Papaver decaisnei Hochst. & Steud. Ex Elkan and Papaver glaucum Boiss. & Hausskn. growing wild in Northern Iraq have been historically used for medicinal purposes. In this study, both species were evaluated for their alkaloid content and antimicrobial activities.


Alkaloids were extracted and isolated by preparative thin-layer chromatography (TLC). Identification was carried out by comparing spectral data (UV and 1H-NMR) and TLC Rf values with those of authentic samples. Two alkaloids, proapaorphine-type mecambrine and aporphine-type roemerine were isolated from P. decaisnei. Two benzylisoquinoline type alkaloids papaverine (major alkaloid) and palaudine as well as aporphine-type N-methylasimilobine have been obtained in P. glaucum. Both P. glaucum and P. decaisnei extracts revealed strong antimicrobial activity on Pseudomonas aeruginosa ATCC 27853 and Enterococcus faecalis ATCC 29212. Collectively these results indicate that P. glaucum and P. decaisnei are promising sources of alkaloids that could further be investigated for medicinal purposes.


Papaver somniferum is one of the oldest cultivated medicinal plants and still keeps its importance for the production of its main alkaloids codeine and morphine [1, 2]. Thebaine, another major alkaloid in P. somniferum, is utilized as starting material for semisynthetic opioids oxycodone and buprenorphine [2]. Studies on the alkaloid content of different wild Papaver species have revealed many chemotypes, some of which contain thebaine as a major alkaloid along with other medicinally important alkaloids [3]. Alkaloids obtained from Papaver species show biological effects including persuasive narcotic, analgesic, anti-inflammatory, anti-hypertensive, antioxidant, antidepressant, anticancer, antimicrobial, antidiarrheal activities as well as cholesterol and glucose-lowering properties [4, 5].

There are 15 species of genus Papaver growing wild in Iraq grouped under 5 sections namely Papaver L., Carinatae Fedde, Rhoeadium, Argemonidium and Meconidium Bernh [6]. Section Papaver includes three species P. somniferum, P. decaisnei and P. glaucum [6]. To our knowledge, there is only one report on the alkaloid content of Papaver species from Iraq [3]. Aporphine (liriodenine, roemerine, dehydroroemerine, roemerine N-oxides), rhoeadine (rhoeadine, rhoeagenine, glaucamine) and protopine-type (protopine) alkaloids have been shown together with some unidentified alkaloids of aporphine and 1-benzylisoquinoline nature in different samples of Iraqi herbarium materials [3].

The biologically active and medicinally significant nature of plants from genus Papaver have led us to investigate the alkaloids of understudied Papaver species, P. glaucum and P. decaisnei growing in northern Iraq along with elucidating their medicinal potential via studying their antimicrobial activities in-vitro.

Main text


Plant material collection

Samples of P. decaisnei and P. glaucum were collected from Northern Iraq at the flowering stage from Hawraman-Tawela and Rowanduz-Gorge region, Voucher specimens have been identified by Prof.
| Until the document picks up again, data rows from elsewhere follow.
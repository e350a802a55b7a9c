//! Per-file conversion job
//!
//! Everything one conversion needs is carried by [`FileJob`]; nothing is
//! shared between files.

use std::fmt;
use std::path::{Path, PathBuf};

use super::decoder::MediaSource;
use super::encoder::{AudioEncoder, EncodeTarget};
use super::filter::{FilterChain, FilterChainSpec, SinkConstraints, VolumeAdjust};
use super::muxer::OutputContainer;
use super::pipeline::{StreamProcessor, StreamStats};
use crate::error::{ResampleError, Result};
use crate::format::OutputFormat;
use crate::rate::{rate_suffix, RateRequest};

// helper.
macro_rules! regex {
    ($re:literal $(,)?) => {{
        static RE: std::sync::OnceLock<regex::Regex> = std::sync::OnceLock::new();
        RE.get_or_init(|| regex::Regex::new($re).unwrap())
    }};
}

/// What the user asked for, parsed and validated up front
#[derive(Debug, Clone, PartialEq)]
pub struct ConversionRequest {
    pub rate: RateRequest,
    pub format: OutputFormat,
    pub volume: Option<VolumeAdjust>,
}

#[derive(Debug, Clone, Copy, PartialEq, Eq)]
pub enum SkipReason {
    /// The output file is already there
    AlreadyConverted,
    /// Maximum mode with a source rate outside both rate families
    UnsupportedSourceRate(u32),
}

impl fmt::Display for SkipReason {
    fn fmt(&self, f: &mut fmt::Formatter<'_>) -> fmt::Result {
        match self {
            SkipReason::AlreadyConverted => write!(f, "output file already exists"),
            SkipReason::UnsupportedSourceRate(rate) => {
                write!(f, "source rate {} Hz is not a multiple of 44100 or 48000", rate)
            }
        }
    }
}

#[derive(Debug, Clone, PartialEq)]
pub enum FileOutcome {
    Converted {
        output: PathBuf,
        stats: StreamStats,
    },
    Skipped {
        output: Option<PathBuf>,
        reason: SkipReason,
    },
}

/// Output path for `input` inside `dir`: the basename with its supported
/// extension replaced by `_ff<kHz>k.<ext>`.
pub fn output_path(dir: &Path, input: &Path, rate: u32, format: OutputFormat) -> PathBuf {
    let name = input
        .file_name()
        .map(|n| n.to_string_lossy().into_owned())
        .unwrap_or_default();
    let replacement = format!("{}.{}", rate_suffix(rate), format.extension());

    let re = regex!(r"\.(?:flac|dsf|dff|wav|aiff|m4a|mp3)$");
    let renamed = if re.is_match(&name) {
        re.replace(&name, regex::NoExpand(&replacement)).into_owned()
    } else {
        format!("{}{}", name, replacement)
    };
    dir.join(renamed)
}

/// One input file and where its output goes
pub struct FileJob<'a> {
    input: &'a Path,
    output_dir: &'a Path,
    request: &'a ConversionRequest,
}

impl<'a> FileJob<'a> {
    pub fn new(input: &'a Path, output_dir: &'a Path, request: &'a ConversionRequest) -> Self {
        Self {
            input,
            output_dir,
            request,
        }
    }

    pub fn run(&self) -> Result<FileOutcome> {
        tracing::info!("Opening input file: {}", self.input.display());
        let mut source = MediaSource::open(self.input)?;

        if self.request.rate.is_maximum() {
            tracing::info!(
                "Maximum sample rate specified for output. Recalculating destination sample rate"
            );
        }
        let rate = match self.request.rate.resolve(source.sample_rate()) {
            Ok(rate) => rate,
            Err(ResampleError::UnsupportedSourceRate(source_rate)) => {
                tracing::warn!("SKIPPING {}: unsupported source rate", self.input.display());
                return Ok(FileOutcome::Skipped {
                    output: None,
                    reason: SkipReason::UnsupportedSourceRate(source_rate),
                });
            }
            Err(e) => return Err(e),
        };

        let output = output_path(self.output_dir, self.input, rate, self.request.format);
        if output.exists() {
            tracing::info!("Output file already exists! SKIPPING {}", output.display());
            return Ok(FileOutcome::Skipped {
                output: Some(output),
                reason: SkipReason::AlreadyConverted,
            });
        }

        tracing::info!("Opening output file: {}", output.display());
        match self.transcode(&mut source, &output, rate) {
            Ok(stats) => {
                tracing::info!(
                    output = %output.display(),
                    samples = stats.samples_emitted,
                    packets = stats.packets_written,
                    "Converted"
                );
                Ok(FileOutcome::Converted { output, stats })
            }
            Err(e) => {
                remove_partial_output(&output);
                Err(e)
            }
        }
    }

    /// All output handles are dropped by the time this returns.
    fn transcode(&self, source: &mut MediaSource, output: &Path, rate: u32) -> Result<StreamStats> {
        let target = EncodeTarget::derive(source.params(), self.request.format, rate);

        let mut container = OutputContainer::create(output)?;
        let mut encoder = AudioEncoder::open(&target, container.requires_global_header())?;
        container.add_stream(&encoder)?;

        let spec = FilterChainSpec::new(
            source.params(),
            SinkConstraints::from_encoder(&encoder),
            self.request.volume.clone(),
        );
        let mut filter = FilterChain::build(&spec, encoder.required_frame_size())?;

        container.write_header()?;

        tracing::info!("Transcoding...");
        StreamProcessor::new(source, &mut filter, &mut encoder, &mut container).run()
    }
}

/// Convert one file into `output_dir`.
pub fn convert_file(
    input: &Path,
    output_dir: &Path,
    request: &ConversionRequest,
) -> Result<FileOutcome> {
    FileJob::new(input, output_dir, request).run()
}

fn remove_partial_output(path: &Path) {
    if !path.exists() {
        return;
    }
    match std::fs::remove_file(path) {
        Ok(()) => tracing::debug!("Removed partial output {}", path.display()),
        Err(e) => tracing::warn!("Could not remove partial output {}: {}", path.display(), e),
    }
}

#[cfg(test)]
mod tests {
    use super::*;

    #[test]
    fn test_output_path_replaces_extension() {
        let out = output_path(
            Path::new("/out/album"),
            Path::new("/music/album/01 - Intro.flac"),
            44100,
            OutputFormat::Wav,
        );
        assert_eq!(out, PathBuf::from("/out/album/01 - Intro_ff44k.wav"));
    }

    #[test]
    fn test_output_path_suffix_uses_khz() {
        let dir = Path::new("out");
        assert_eq!(
            output_path(dir, Path::new("a.dsf"), 88200, OutputFormat::Flac),
            PathBuf::from("out/a_ff88k.flac")
        );
        assert_eq!(
            output_path(dir, Path::new("a.wav"), 192000, OutputFormat::M4a),
            PathBuf::from("out/a_ff192k.m4a")
        );
    }

    #[test]
    fn test_output_path_only_last_extension() {
        let out = output_path(
            Path::new("out"),
            Path::new("mix.flac.mp3"),
            48000,
            OutputFormat::Aiff,
        );
        assert_eq!(out, PathBuf::from("out/mix.flac_ff48k.aiff"));
    }

    #[test]
    fn test_output_path_unknown_extension_appends() {
        let out = output_path(Path::new("out"), Path::new("take.ogg"), 44100, OutputFormat::Mp3);
        assert_eq!(out, PathBuf::from("out/take.ogg_ff44k.mp3"));
    }

    #[test]
    fn test_output_path_is_deterministic() {
        let a = output_path(Path::new("o"), Path::new("x.m4a"), 96000, OutputFormat::Flac);
        let b = output_path(Path::new("o"), Path::new("x.m4a"), 96000, OutputFormat::Flac);
        assert_eq!(a, b);
    }

    #[test]
    fn test_skip_reason_display() {
        assert_eq!(
            SkipReason::AlreadyConverted.to_string(),
            "output file already exists"
        );
        assert!(SkipReason::UnsupportedSourceRate(22050)
            .to_string()
            .contains("22050"));
    }

    #[test]
    fn test_remove_partial_output() {
        let dir = tempfile::tempdir().unwrap();
        let path = dir.path().join("half_ff44k.wav");
        std::fs::write(&path, b"RIFF").unwrap();
        remove_partial_output(&path);
        assert!(!path.exists());
        // Nothing there is fine too
        remove_partial_output(&path);
    }

    #[test]
    fn test_convert_missing_input_is_per_file_error() {
        crate::ffmpeg::init().unwrap();
        let dir = tempfile::tempdir().unwrap();
        let request = ConversionRequest {
            rate: "44100".parse().unwrap(),
            format: OutputFormat::Wav,
            volume: None,
        };
        let err = convert_file(&dir.path().join("missing.flac"), dir.path(), &request).unwrap_err();
        assert!(!err.is_fatal());
        assert_eq!(std::fs::read_dir(dir.path()).unwrap().count(), 0);
    }
}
Dr. Neriman Özhatay Chair of Pharmaceutical Botany, Eastern Mediterranean University and Prof. Dr. Mehmet Koyuncu Chair of Pharmaceutical Botany, Cyprus International University and deposited in Cyprus International University Public Herbarium (P. glaucum herbarium number: CIUH-126; P. decaisnei herbarium number: CIUH-127).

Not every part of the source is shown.